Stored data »
▬▬▬

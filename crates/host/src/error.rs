//! Error taxonomy of the host core.
//!
//! Every error is contained at the component that produced it. None of them
//! is allowed to stop the host event loop; user-visible failures travel as
//! `{ok: false, error}` payloads.

use std::path::PathBuf;

use devpilot_proto::{PayloadError, SurfaceId};
use thiserror::Error;

/// Delivery to a surface failed.
#[derive(Debug, Clone, Copy, PartialEq, Eq, Error)]
pub enum TransportError {
	/// The surface is not (or no longer) registered.
	#[error("{0} is detached")]
	Detached(SurfaceId),
	/// The surface's container dropped its end of the channel.
	#[error("channel to {0} is closed")]
	Closed(SurfaceId),
}

/// Durable key-value storage failed.
#[derive(Debug, Error)]
pub enum PersistenceError {
	/// Reading or writing the backing file failed.
	#[error("I/O error at {path}: {error}")]
	Io {
		/// Backing file.
		path: PathBuf,
		/// The underlying I/O error.
		error: std::io::Error,
	},
	/// The backing file is not a JSON object.
	#[error("malformed store at {path}: {error}")]
	Corrupt {
		/// Backing file.
		path: PathBuf,
		/// Decoding failure.
		error: serde_json::Error,
	},
	/// A stored value does not have the expected shape.
	#[error("malformed value for `{key}`: {error}")]
	Decode {
		/// Storage key.
		key: String,
		/// Decoding failure.
		error: serde_json::Error,
	},
	/// A value could not be encoded.
	#[error("failed to encode value for `{key}`: {error}")]
	Encode {
		/// Storage key.
		key: String,
		/// Encoding failure.
		error: serde_json::Error,
	},
	/// The storage backend rejected the operation.
	#[error("storage unavailable: {0}")]
	Unavailable(String),
}

/// Failure of the external text-generation call.
#[derive(Debug, Error)]
pub enum GenerationError {
	/// No credential is stored under the configured key.
	#[error("missing credential `{0}`; set it with devpilot.setOpenAIKey")]
	MissingCredential(String),
	/// The request never produced a response.
	#[error("network error: {0}")]
	Network(String),
	/// The endpoint answered with a non-success status.
	#[error("generation endpoint returned {status}: {body}")]
	Status {
		/// HTTP status code.
		status: u16,
		/// Response body, possibly truncated.
		body: String,
	},
	/// The endpoint answered without any text.
	#[error("generation endpoint returned no text")]
	Empty,
	/// There was no input to generate from.
	#[error("nothing to describe")]
	NothingToDescribe,
	/// Collecting the input failed.
	#[error(transparent)]
	Source(#[from] SourceError),
}

/// A surface command was rejected before any state changed.
#[derive(Debug, Error)]
pub enum ValidationError {
	/// The feature id is not in the known set.
	#[error("unknown feature `{0}`")]
	UnknownFeature(String),
	/// No handler is registered for the command name.
	#[error("unknown command `{0}`")]
	UnknownCommand(String),
	/// The quick action id is not recognised.
	#[error("unknown quick action `{0}`")]
	UnknownAction(String),
	/// Command arguments have the wrong shape.
	#[error("invalid arguments for `{command}`: {reason}")]
	Arguments {
		/// Command name.
		command: String,
		/// What was wrong.
		reason: &'static str,
	},
	/// The target resource is not a valid URI.
	#[error("invalid resource `{0}`")]
	Resource(String),
	/// A chat message without text.
	#[error("message text is empty")]
	EmptyText,
	/// An edit request contained no edits.
	#[error("no edits to apply")]
	NoEdits,
	/// An edit range ends before it starts.
	#[error("edit {0} has a range that ends before it starts")]
	UnorderedRange(usize),
	/// A known message tag carried an unusable payload.
	#[error(transparent)]
	Payload(#[from] PayloadError),
}

/// Failure of an editor-source or scanner operation.
#[derive(Debug, Error)]
pub enum SourceError {
	/// Filesystem access failed.
	#[error("I/O error at {path}: {error}")]
	Io {
		/// Affected path.
		path: PathBuf,
		/// The underlying I/O error.
		error: std::io::Error,
	},
	/// The resource is not a file inside the workspace.
	#[error("resource `{0}` is outside the workspace")]
	Foreign(String),
	/// An edit addresses a position past the end of the document.
	#[error("edit {index} is out of bounds for `{uri}`")]
	OutOfBounds {
		/// Document URI.
		uri: String,
		/// Index of the offending edit.
		index: usize,
	},
	/// Two edits overlap.
	#[error("edits {0} and {1} overlap")]
	Overlap(usize, usize),
	/// An external VCS command failed.
	#[error("`{command}` failed: {stderr}")]
	Command {
		/// The command line.
		command: String,
		/// Captured standard error.
		stderr: String,
	},
	/// A glob pattern could not be compiled.
	#[error("invalid glob `{glob}`: {reason}")]
	Glob {
		/// The pattern.
		glob: String,
		/// Compiler message.
		reason: String,
	},
	/// Change notifications could not be set up.
	#[error("failed to watch workspace: {0}")]
	Watch(String),
	/// A blocking scan task was cancelled or panicked.
	#[error("scan task failed: {0}")]
	Task(String),
}

/// The host service is no longer running.
#[derive(Debug, Clone, Copy, PartialEq, Eq, Error)]
pub enum HostError {
	/// The service loop has exited.
	#[error("host service stopped")]
	Stopped,
}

▬▬▬

How to complete this task » Reply with one number, the count of lines in the entries that hold the string "service".

Completed task » 3